- Auteur Victor Ducrest
- Temps de lecture 4 min
Une Alice taïwanaise surprenante à Vaison Danses
Pour sa troisième représentation au théâtre antique, le festival Vaison-danses a invité la compagnie taïwanaise B.DANCE dirigée par Po-Cheng Tsai, élu « chorégraphe de l’année 2018 » par le magazine allemand Tanz. À l’affiche et en première européenne, le ballet Alice était dansé par les sept danseurs et les huit danseuses de la troupe.
Alice – B-Dance – Vaisons Danses 2023 ©AA
Vu à Vaison Danses le 19 juillet 2023 au théâtre antique de Vaison-la-Romaine, Alice, de la Compagnie B-Dance, du chorégraphe Po-Cheng Tsai.
On en attendait des merveilles, et cela a été vrai pour beaucoup de spectateurs. D'autres ont été quelque peu déconcertés, désenchantés, ce qui peut interroger sur l'idée que la danse est « une langue universelle, un langage du corps compris de tous ».
Alice, Compagnie B-Dance - Po-Cheng Tsai
Po-Cheng Tsai, au pays de Lewis Carroll
Après les versions d’Alice au pays des merveilles données par le Royal Opera House en 2014 ou plus récemment par Amir Hosseinpour et Jonathan Lunn à l’Opéra du Rhin, le chorégraphe taïwanais, formé à l'université nationale des arts de Taipei, a lu Lewis Carroll avec sa propre sensibilité extrême-orientale. Pendant 55 minutes, on entre dans son univers fantastique, guidé par un lapin qui a plutôt la forme d'un grand insecte aux longues antennes flexibles capables de se transformer en cœur pour signifier « je vous aime ». On retrouve tableaux et personnages du roman avec une stylisation particulière qui synthétise des mouvements et des postures de la danse contemporaine, du hip hop, des arts martiaux, du Kung Fu, du tai chi, de la danse folklorique chinoise, ce qui donne un caractère original à cette création et accentue sa dimension insolite. Le ballet est accompagné par la musique du Sound designer Rockid Lee, compositeur connu notamment pour sa bande originale du film d'horreur Incantation (2022). Et sur un écran de quinze mètres de large en fond de scène, se déploie une vidéo conçue par Po-Chih Chang qui fonctionne comme un décor animé.
Des avis controversés
Charlotte n'a pas aimé
Elle s'est ennuyée, a trouvé un peu ridicules les costumes d'Alice et de la reine de cœur, coiffées d'un casque en plastique rigide, habillées d'un tutu à panier et chaussées de chaussettes à mi-mollet. Bref, elle ne s’est pas retrouvée dans ce ballet qu’elle a ressenti comme violent notamment par sa musique.
Anne a adoré
À l’inverse, Anne s’est éclatée. Elle a particulièrement apprécié l’esthétique générale de la proposition taïwanaise, de cet univers qui relève à la fois de la féerie et du manga japonais sans trahir l’esprit de Lewis Caroll. « Les incongruités du costumes féminin font partie de l’enchantement que j’ai éprouvé ; la musique m’a paru totalement intégrée au projet ; et le rythme parfois lent de la chorégraphie, qui me paraît aller contre les habitudes de la danse contemporaine est fait pour me séduire ». C’est dire qu’il faut sans doute lâcher prise pour se laisser porter par ce qu’on voit et ce qu’on entend, et laisser place aux libres associations sans nécessairement se poser la question de la compréhension.

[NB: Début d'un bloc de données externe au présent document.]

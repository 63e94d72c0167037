//! Async access to boolean preferences.

use crate::repo::note_repo::StoreResult;
use crate::repo::prefs_repo::{PreferenceRepository, SqlitePreferenceRepository, PREF_IS_GRID};
use crate::store::{run_blocking, DbHandle};
use log::debug;

/// Preference accessor bound to the note store's connection.
#[derive(Clone)]
pub struct PreferenceStore {
    conn: DbHandle,
}

impl PreferenceStore {
    pub(crate) fn new(conn: DbHandle) -> Self {
        Self { conn }
    }

    /// Reads `key`, falling back to `default` when unset.
    pub async fn get_bool(&self, key: &str, default: bool) -> StoreResult<bool> {
        let conn = self.conn.clone();
        let key = key.to_string();
        run_blocking(move || {
            let conn = conn.lock();
            let value = SqlitePreferenceRepository::try_new(&conn)?.get_bool(&key)?;
            Ok(value.unwrap_or(default))
        })
        .await
    }

    pub async fn set_bool(&self, key: &str, value: bool) -> StoreResult<()> {
        let conn = self.conn.clone();
        let key = key.to_string();
        run_blocking(move || {
            let conn = conn.lock();
            SqlitePreferenceRepository::try_new(&conn)?.set_bool(&key, value)?;
            debug!("event=pref_set module=store status=ok key={key} value={value}");
            Ok(())
        })
        .await
    }

    /// Whether notes are shown as a grid. Defaults to a list.
    pub async fn is_grid(&self) -> StoreResult<bool> {
        self.get_bool(PREF_IS_GRID, false).await
    }

    pub async fn set_grid(&self, value: bool) -> StoreResult<()> {
        self.set_bool(PREF_IS_GRID, value).await
    }
}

Un projet international de danse
À l’évidence, la prestation de cette compagnie indépendante n’a pas laissé indifférent le public. Alice laisse augurer de nouvelles créations qui nous étonneront, d’autant que la Compagnie a lancé un projet B.OOM : un projet pionnier qui transcende les frontières.
Par là, B.DANCE souhaite créer une plateforme qui renforce les échanges culturels sur la scène internationale de la danse. « De nos jours, les artistes peuvent facilement voyager dans le monde, où ils peuvent rencontrer d'autres artistes de différentes disciplines, partager entre eux et apprendre des autres aussi. B.OOM crée non seulement une plate-forme transparente pour les échanges interculturels, mais offre également aux artistes de danse internationaux la possibilité d'accroître leur visibilité sur la scène de la danse orientale ».